=== Begin Enclosure ===

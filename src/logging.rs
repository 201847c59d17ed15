/// File-backed `log` backend.
///
/// The terminal belongs to the alternate screen while running, so log
/// lines go to a file instead: `<elapsed-ms> LEVEL target: message`.
/// Without a configured file the max level stays `Off` and every
/// `log::` macro is a cheap no-op.

use std::fs::{File, OpenOptions};
use std::io::{self, Write};
use std::sync::Mutex;
use std::time::Instant;

use log::{LevelFilter, Log, Metadata, Record};

use crate::config::LogConfig;

struct FileLogger {
    file: Mutex<File>,
    level: LevelFilter,
    started: Instant,
}

impl FileLogger {
    fn line(&self, record: &Record) -> String {
        format!(
            "{:>8} {:<5} {}: {}\n",
            self.started.elapsed().as_millis(),
            record.level(),
            record.target(),
            record.args(),
        )
    }
}

impl Log for FileLogger {
    fn enabled(&self, metadata: &Metadata) -> bool {
        metadata.level() <= self.level
    }

    fn log(&self, record: &Record) {
        if !self.enabled(record.metadata()) {
            return;
        }
        let line = self.line(record);
        if let Ok(mut file) = self.file.lock() {
            // nowhere to report a failed log write
            let _ = file.write_all(line.as_bytes());
        }
    }

    fn flush(&self) {
        if let Ok(mut file) = self.file.lock() {
            let _ = file.flush();
        }
    }
}

/// Install the logger described by `config`. Safe to call once per process.
pub fn init(config: &LogConfig) -> io::Result<()> {
    let path = match &config.file {
        Some(p) => p,
        None => {
            log::set_max_level(LevelFilter::Off);
            return Ok(());
        }
    };

    let file = OpenOptions::new().create(true).append(true).open(path)?;
    let logger = FileLogger {
        file: Mutex::new(file),
        level: config.level,
        started: Instant::now(),
    };

    log::set_logger(Box::leak(Box::new(logger)))
        .map_err(|e| io::Error::new(io::ErrorKind::AlreadyExists, e.to_string()))?;
    log::set_max_level(config.level);
    Ok(())
}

=== End Enclosure ===

# ASSIGNMENT
Once the records have been read, print them all again exactly.

# YOUR RESPONSE
filename src/logging.rs
repository 201847c59d17ed15
/// File-backed `log` backend.
///
/// The terminal belongs to the alternate screen while running, so log
/// lines go to a file instead: `<elapsed-ms> LEVEL target: message`.
/// Without a configured file the max level stays `Off` and every
/// `log::` macro is a cheap no-op.

use std::fs::{File, OpenOptions};
use std::io::{self, Write};
use std::sync::Mutex;
use std::time::Instant;

use log::{LevelFilter, Log, Metadata, Record};

use crate::config::LogConfig;

struct FileLogger {
    file: Mutex<File>,
    level: LevelFilter,
    started: Instant,
}

impl FileLogger {
    fn line(&self, record: &Record) -> String {
        format!(
            "{:>8} {:<5} {}: {}\n",
            self.started.elapsed().as_millis(),
            record.level(),
            record.target(),
            record.args(),
        )
    }
}

impl Log for FileLogger {
    fn enabled(&self, metadata: &Metadata) -> bool {
        metadata.level() <= self.level
    }

    fn log(&self, record: &Record) {
        if !self.enabled(record.metadata()) {
            return;
        }
        let line = self.line(record);
        if let Ok(mut file) = self.file.lock() {
            // nowhere to report a failed log write
            let _ = file.write_all(line.as_bytes());
        }
    }

    fn flush(&self) {
        if let Ok(mut file) = self.file.lock() {
            let _ = file.flush();
        }
    }
}

/// Install the logger described by `config`. Safe to call once per process.
pub fn init(config: &LogConfig) -> io::Result<()> {
    let path = match &config.file {
        Some(p) => p,
        None => {
            log::set_max_level(LevelFilter::Off);
            return Ok(());
        }
    };

    let file = OpenOptions::new().create(true).append(true).open(path)?;
    let logger = FileLogger {
        file: Mutex::new(file),
        level: config.level,
        started: Instant::now(),
    };

    log::set_logger(Box::leak(Box::new(logger)))
        .map_err(|e| io::Error::new(io::ErrorKind::AlreadyExists, e.to_string()))?;
    log::set_max_level(config.level);
    Ok(())
}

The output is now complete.